Each record has a full record length, the RTP packet length, and a millisecond timestamp. Records with zero packet length are skipped.

Pacing

if (timestampBase == long.MinValue)
{
    timestampBase = timestamp - pushingTime;
}
timestamp -= timestampBase;

if (timestamp > pushingTime)
{
    int sleep = (int)(timestamp - pushingTime);
    if (sleep == 0) sleep = 1;
    Task.Delay(sleep).Wait();
}

Timestamps from the dump file are rebased relative to the pushing start time. When a packet's timestamp is ahead of the current playback time, the loop sleeps until the correct moment.

Pushing RTP Packets

source.PushRtpPacket(dump, pos, len);

Each packet is pushed as a complete raw RTP packet including the RTP header. The VirtualRtpSource parses the RTP header, matches the payload type to the registered stream, and performs codec-specific depacketization (e.g., H.264 FU-A reassembly).

Looping

if (pos >= dump.Length)
{
    pos = startPos;
    timestampBase = long.MinValue;
}

When the dump is exhausted, the position resets to the beginning and the timestamp base is recalculated, allowing continuous playback.

PushRtpPacket Method

The VirtualRtpSource provides three PushRtpPacket overloads:

Overload Description
PushRtpPacket(buffer, offset, length, discontinuity) Push a raw RTP packet from a byte array
PushRtpPacket(rtpPacket) Push a raw RTP packet as a VersatileBuffer
PushRtpPacket(payloadType, sequenceNo, timestamp, ssrc, marker, payload, payloadOffset, payloadLength, discontinuity) Push an already-parsed RTP packet with individual header fields

The first two overloads expect a complete RTP packet with headers.
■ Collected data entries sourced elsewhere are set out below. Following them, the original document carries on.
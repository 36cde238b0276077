use moss_common::{EdgeId, Graph, NodeId};
use tracing::trace;

/// Best complete mapping seen so far.
#[derive(Clone, Debug)]
pub(super) struct Best {
    pub(super) deletions: usize,
    pub(super) node_map: Vec<Option<NodeId>>,
    pub(super) edge_map: Vec<Option<EdgeId>>,
}

/// Branch and bound over partial mappings from `g1` into `g2`.
///
/// The cost of a complete mapping is the number of elements of either graph
/// left unmapped. Mappings are undone on the way back up, so the tables are
/// empty again when the search returns.
pub(super) struct McsSearch<'a> {
    g1: &'a Graph,
    g2: &'a Graph,
    /// g1 node -> g2 node
    node_map: Vec<Option<NodeId>>,
    node_used: Vec<bool>,
    /// g1 edge -> g2 edge
    edge_map: Vec<Option<EdgeId>>,
    edge_used: Vec<bool>,
    mapped_nodes: usize,
    mapped_edges: usize,
    pub(super) best: Option<Best>,
    pub(super) visited: usize,
}

impl<'a> McsSearch<'a> {
    pub(super) fn new(g1: &'a Graph, g2: &'a Graph) -> Self {
        Self {
            g1,
            g2,
            node_map: vec![None; g1.node_count()],
            node_used: vec![false; g2.node_count()],
            edge_map: vec![None; g1.edge_count()],
            edge_used: vec![false; g2.edge_count()],
            mapped_nodes: 0,
            mapped_edges: 0,
            best: None,
            visited: 0,
        }
    }

    pub(super) fn is_clear(&self) -> bool {
        self.mapped_nodes == 0
            && self.mapped_edges == 0
            && self.node_map.iter().all(Option::is_none)
            && self.edge_map.iter().all(Option::is_none)
    }

    fn deletions(&self) -> usize {
        self.g1.size() + self.g2.size() - 2 * (self.mapped_nodes + self.mapped_edges)
    }

    fn cannot_improve(&self, lower_bound: usize) -> bool {
        self.best.as_ref().is_some_and(|b| lower_bound >= b.deletions)
    }

    fn record(&mut self) {
        let deletions = self.deletions();
        if self.cannot_improve(deletions) {
            return;
        }
        trace!("new best mapping: {deletions} deletions");
        self.best = Some(Best {
            deletions,
            node_map: self.node_map.clone(),
            edge_map: self.edge_map.clone(),
        });
    }

    #[contracts::debug_requires(self.node_map[a.as_usize()].is_none() && !self.node_used[b.as_usize()])]
    fn map_node(&mut self, a: NodeId, b: NodeId) {
        self.node_map[a.as_usize()] = Some(b);
        self.node_used[b.as_usize()] = true;
        self.mapped_nodes += 1;
    }

    fn unmap_node(&mut self, a: NodeId) {
        if let Some(b) = self.node_map[a.as_usize()].take() {
            self.node_used[b.as_usize()] = false;
            self.mapped_nodes -= 1;
        }
    }

    #[contracts::debug_requires(self.edge_map[a.as_usize()].is_none() && !self.edge_used[b.as_usize()])]
    fn map_edge(&mut self, a: EdgeId, b: EdgeId) {
        self.edge_map[a.as_usize()] = Some(b);
        self.edge_used[b.as_usize()] = true;
        self.mapped_edges += 1;
    }

    fn unmap_edge(&mut self, a: EdgeId) {
        if let Some(b) = self.edge_map[a.as_usize()].take() {
            self.edge_used[b.as_usize()] = false;
            self.mapped_edges -= 1;
        }
    }

    /// `Some(true)` if `a` must be newly mapped to `b`, `Some(false)` if it
    /// already is, `None` if the pair is impossible.
    fn node_pairing(&self, a: NodeId, b: NodeId) -> Option<bool> {
        match self.node_map[a.as_usize()] {
            Some(m) => (m == b).then_some(false),
            None => (!self.node_used[b.as_usize()] && self.g1.node_type(a) == self.g2.node_type(b)).then_some(true),
        }
    }

    /// Lower bound on node deletions while `undecided1` g1 nodes may still
    /// get mapped.
    fn node_bound(&self, undecided1: usize) -> usize {
        let (n1, n2) = (self.g1.node_count(), self.g2.node_count());
        let reachable = self.mapped_nodes + undecided1.min(n2 - self.mapped_nodes);
        n1 + n2 - 2 * reachable
    }

    fn edge_bound(&self, undecided1: usize) -> usize {
        let (m1, m2) = (self.g1.edge_count(), self.g2.edge_count());
        let reachable = self.mapped_edges + undecided1.min(m2 - self.mapped_edges);
        m1 + m2 - 2 * reachable
    }

    /// Edge-driven search: level `i` decides g1 edge `i`. Leftover nodes are
    /// paired by type at the leaf.
    pub(super) fn by_edge(&mut self, i: usize) {
        self.visited += 1;
        let (g1, g2) = (self.g1, self.g2);
        let bound = self.edge_bound(g1.edge_count() - i) + self.node_bound(g1.node_count() - self.mapped_nodes);
        if self.cannot_improve(bound) {
            return;
        }
        if i == g1.edge_count() {
            self.pair_leftover_nodes();
            return;
        }

        let e1 = EdgeId::from(i);
        let edge1 = g1.edge(e1);
        let (a, b) = (edge1.src(), edge1.dst());
        for e2 in g2.edge_ids() {
            if self.edge_used[e2.as_usize()] || g2.edge_type(e2) != edge1.ty() {
                continue;
            }
            let edge2 = g2.edge(e2);
            for (c, d) in [(edge2.src(), edge2.dst()), (edge2.dst(), edge2.src())] {
                let (Some(new_a), Some(new_b)) = (self.node_pairing(a, c), self.node_pairing(b, d)) else {
                    continue;
                };
                if new_a {
                    self.map_node(a, c);
                }
                if new_b {
                    self.map_node(b, d);
                }
                self.map_edge(e1, e2);
                self.by_edge(i + 1);
                self.unmap_edge(e1);
                if new_b {
                    self.unmap_node(b);
                }
                if new_a {
                    self.unmap_node(a);
                }
            }
        }
        // leave e1 unmapped
        self.by_edge(i + 1);
    }

    fn pair_leftover_nodes(&mut self) {
        let (g1, g2) = (self.g1, self.g2);
        let mut paired = Vec::new();
        for a in g1.node_ids() {
            if self.node_map[a.as_usize()].is_some() {
                continue;
            }
            let ty = g1.node_type(a);
            if let Some(b) = g2
                .node_ids()
                .find(|&b| !self.node_used[b.as_usize()] && g2.node_type(b) == ty)
            {
                self.map_node(a, b);
                paired.push(a);
            }
        }
        self.record();
        for a in paired {
            self.unmap_node(a);
        }
    }

    /// Node-driven search: level `i` decides g1 node `i`; every g1 edge back
    /// to an earlier mapped node is mapped along if g2 has a free match.
    ///
    /// `decided[i]` is the number of g1 edges with both endpoints below `i`.
    pub(super) fn by_node(&mut self, i: usize, decided: &[usize]) {
        self.visited += 1;
        let (g1, g2) = (self.g1, self.g2);
        let bound = self.node_bound(g1.node_count() - i) + self.edge_bound(g1.edge_count() - decided[i]);
        if self.cannot_improve(bound) {
            return;
        }
        if i == g1.node_count() {
            self.record();
            return;
        }

        let a = NodeId::from(i);
        for c in g2.node_ids() {
            if self.node_pairing(a, c) != Some(true) {
                continue;
            }
            self.map_node(a, c);
            let mut edges = Vec::new();
            for &e1 in g1.incident(a) {
                let other = g1.opposite(e1, a);
                if other >= a {
                    continue;
                }
                let Some(d) = self.node_map[other.as_usize()] else {
                    continue;
                };
                let ty = g1.edge_type(e1);
                if let Some(&e2) = g2
                    .incident(c)
                    .iter()
                    .find(|&&e2| !self.edge_used[e2.as_usize()] && g2.opposite(e2, c) == d && g2.edge_type(e2) == ty)
                {
                    self.map_edge(e1, e2);
                    edges.push(e1);
                }
            }
            self.by_node(i + 1, decided);
            for e1 in edges {
                self.unmap_edge(e1);
            }
            self.unmap_node(a);
        }
        // leave node i unmapped
        self.by_node(i + 1, decided);
    }
}

/// `decided[i]`: g1 edges whose endpoints are both below `i`, for `i` in
/// `0..=node_count`.
pub(super) fn decided_edges(g1: &Graph) -> Vec<usize> {
    let mut closing = vec![0; g1.node_count() + 1];
    for edge in g1.edges() {
        let last = edge.src().max(edge.dst()).as_usize();
        closing[last + 1] += 1;
    }
    let mut total = 0;
    closing
        .into_iter()
        .map(|c| {
            total += c;
            total
        })
        .collect()
}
The third overload accepts pre-parsed header fields and the payload data without the RTP header — useful when your application has already parsed the RTP header.

Parameters (byte array overload)

Parameter Type Description
rtpPacket byte[] Buffer containing the raw RTP packet including headers
offset int Starting position in the buffer
length int Number of bytes in the packet
discontinuity bool Set to true to signal a gap in the packet sequence (default: false)

Platform Support

This use-case requires the VAST.RTSP library (VAST_FEATURE_RTSP compilation symbol). The VirtualRtpSource class is part of the VAST.RTSP assembly and is available on all supported platforms.